Wilbur strums a little, satisfied by the little torches of sound that emit from the wood. He wracks his brain for a song to play, before finally settling on one.

Calloused fingers pluck the strings with skill, the notes rising like sparks around a campfire. Dusk stretches its quiet limbs as Tommy leans not so subtly into the sound coming from the guitar, eyes drooping.

Wilbur despises the idea of carrying a sleeping stranger into his car, but doesn’t stop the kid from dropping his head on Wilbur’s shoulder. He still stiffens automatically, not used to the touch of another being, but doesn’t push the teenager away.

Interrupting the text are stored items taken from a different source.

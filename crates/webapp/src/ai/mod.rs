//! Completion providers for the chat concierge.
//!
//! A [`CompletionProvider`] turns a transcript into the next assistant reply.
//! When the request allows it, the provider may call registered tools (see
//! [`ToolRegistry`]) any number of times, up to a fixed bound, before it
//! answers.
//!
//! Two providers are available:
//!
//! - [`claude::ClaudeClient`] - Anthropic Messages API (default)
//! - [`openai::OpenAiClient`] - `OpenAI` Chat Completions API

pub mod claude;
pub mod openai;
pub mod tools;

use async_trait::async_trait;
use serde::{Deserialize, Serialize};
use thiserror::Error;

use eshop_core::ChatRole;

pub use claude::{ClaudeClient, ClaudeError};
pub use openai::{OpenAiClient, OpenAiError};
pub use tools::{Tool, ToolDefinition, ToolError, ToolRegistry};

/// Default bound on model round trips when tools are auto-invoked.
pub const DEFAULT_MAX_TOOL_ITERATIONS: usize = 10;

/// One role-tagged message of a conversation.
#[derive(Debug, Clone, PartialEq, Eq, Serialize, Deserialize)]
pub struct ChatTurn {
    pub role: ChatRole,
    pub content: String,
}

impl ChatTurn {
    #[must_use]
    pub fn system(content: impl Into<String>) -> Self {
        Self {
            role: ChatRole::System,
            content: content.into(),
        }
    }

    #[must_use]
    pub fn assistant(content: impl Into<String>) -> Self {
        Self {
            role: ChatRole::Assistant,
            content: content.into(),
        }
    }

    #[must_use]
    pub fn user(content: impl Into<String>) -> Self {
        Self {
            role: ChatRole::User,
            content: content.into(),
        }
    }
}

/// Whether the provider may call registered tools on its own.
#[derive(Debug, Clone, Copy, PartialEq, Eq)]
pub enum ToolCallBehavior {
    /// Tools are not offered to the model.
    None,
    /// Tools are offered and invoked in-process; the model sees their results
    /// and is asked again, at most `max_iterations` times.
    AutoInvoke { max_iterations: usize },
}

impl ToolCallBehavior {
    /// Auto-invoke with [`DEFAULT_MAX_TOOL_ITERATIONS`].
    #[must_use]
    pub const fn auto_invoke() -> Self {
        Self::AutoInvoke {
            max_iterations: DEFAULT_MAX_TOOL_ITERATIONS,
        }
    }

    /// Round trips allowed before giving up.
    #[must_use]
    pub const fn max_iterations(self) -> usize {
        match self {
            Self::None => 1,
            Self::AutoInvoke { max_iterations } => max_iterations,
        }
    }

    /// Whether tools should be sent to the model.
    #[must_use]
    pub const fn offers_tools(self) -> bool {
        matches!(self, Self::AutoInvoke { .. })
    }
}

/// A request for the next assistant reply.
#[derive(Clone, Copy)]
pub struct CompletionRequest<'a> {
    /// Full transcript, system turns included.
    pub turns: &'a [ChatTurn],
    /// Capabilities the model may call.
    pub tools: &'a ToolRegistry,
    pub behavior: ToolCallBehavior,
}

/// Errors that can occur while producing a completion.
#[derive(Debug, Error)]
pub enum CompletionError {
    /// Anthropic API failure.
    #[error("Claude API error: {0}")]
    Claude(#[from] ClaudeError),

    /// `OpenAI` API failure.
    #[error("OpenAI API error: {0}")]
    OpenAi(#[from] OpenAiError),

    /// The model kept asking for tools past the iteration bound.
    #[error("too many tool iterations")]
    TooManyToolIterations,

    /// The provider returned something we cannot use.
    #[error("invalid completion: {0}")]
    InvalidResponse(String),
}

/// Produces assistant replies from a transcript.
#[async_trait]
pub trait CompletionProvider: Send + Sync {
    /// Model or deployment name, for logging.
    fn model(&self) -> &str;

    /// Generate the next assistant reply.
    ///
    /// # Errors
    ///
    /// Returns `CompletionError` if the provider fails or the tool loop
    /// exceeds its bound.
    async fn complete(&self, request: CompletionRequest<'_>) -> Result<String, CompletionError>;
}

Wilbur looks down at Tommy, and sees Phil. He wants to vomit.

 

--

 

A switch seemed to have been flipped after that night, because now Tommy doesn’t stop talking. He rambles about everything, mindless things, speeding right through any reply Wilbur could give. He’s like a dog that won’t stop barking, adorable on the outside, but so fucking annoying .

Wilbur groans as the boy’s chatter fill the air, missing the silence more than ever. He’s half tempted to throw Tommy out the car, temporarily of course.

(Probably.)

Phil never talked this much, and when he did it was about meaningful things. Wilbur paused that thought there, before he gets too carried away. He hasn’t thought about Phil since he moved out, so why was he so much now?

(Since Tommy showed up, since Wilbur noticed the too many similarities between his father and his ‘brother’. He managed to go through some of the papers when Tommy was asleep, a birth certificate, an adoption degree showing that Tommy was legally Phil’s son, papers from the government stating things about Phil’s death and how Wilbur was Tommy’s only family left.

Apparently Tommy’s sixteen, sixteen . How the hell did he go all the way from Utah to New York by himself? Surely the government was keeping an eye on him.)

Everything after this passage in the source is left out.